OEIS complex, also known as cloacal exstrophy, is the most severe birth defect within the exstrophy-epispadias complex. It is characterized by Omphalocele, Exstrophy, Imperforate anus and Spinal defects.

Cause[edit | edit source]

The cause for this malformation is unknown.The defect occurs when the baby is developing inside the uterus during the first trimester of pregnancy, and seems to be due to the rupture of a tissue known as the cloacal membrane which results in the abnormal development of the abdominal wall and other malformations. The timing of the rupture determines the severity of the disorder.

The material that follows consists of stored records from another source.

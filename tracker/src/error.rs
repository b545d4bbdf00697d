//! Error types for the Feedmark tracker.
//!
//! None of these ever reach the end user of the feed: read tracking is
//! best-effort, and the engine logs and recovers from every failure it sees.
//! They exist for the CLI and for callers embedding the HTTP client.

use thiserror::Error;

use crate::api::ApiError;
use crate::config::ConfigError;
use crate::replay::ReplayError;

/// Errors that can occur during tracker operations.
#[derive(Error, Debug)]
pub enum TrackerError {
    /// Configuration-related error.
    #[error("configuration error: {0}")]
    Config(#[from] ConfigError),

    /// Backend API error.
    #[error("API error: {0}")]
    Api(#[from] ApiError),

    /// Replay script error.
    #[error("replay error: {0}")]
    Replay(#[from] ReplayError),

    /// The tracker task has stopped and no longer accepts commands.
    #[error("tracker task is not running")]
    Stopped,
}

/// A specialized `Result` type for tracker operations.
pub type Result<T> = std::result::Result<T, TrackerError>;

Signs and symptoms[edit | edit source]

A child with this condition will have the bladder and a portion of the intestines exposed outside the abdomen with the bony pelvis open like a book. In males, the penis is either flat and short or sometimes split. In females, the clitoris is split and there may be two vaginal openings. Also, frequently the intestine is short and the anus is not open (anus imperforate). There is a high association with other birth defects, especially spina bifida, which occurs in up to 75% of cases. Omphalocele, a defect of the abdominal wall in the region of the umbilicus, is also common, as are kidney abnormalities.

Diagnosis[edit | edit source]

OEIS complex may be difficult to diagnose prenatally, and the full extent of the abnormalities may not be clear until postnatal examination. Confusion with LBWC and Pentalogy of Cantrell can occur. Additional finding of thoracic defect and absent spine defect may distinguish Pentalogy of Cantrell from OEIS complex on prenatal ultrasonography. The overlap of features found among LBWC and OEIS (cloacal exstrophy) cases represent a continuous spectrum of abnormalities, rather than separate conditions and may also share a common etiology or pathogenetic mechanism.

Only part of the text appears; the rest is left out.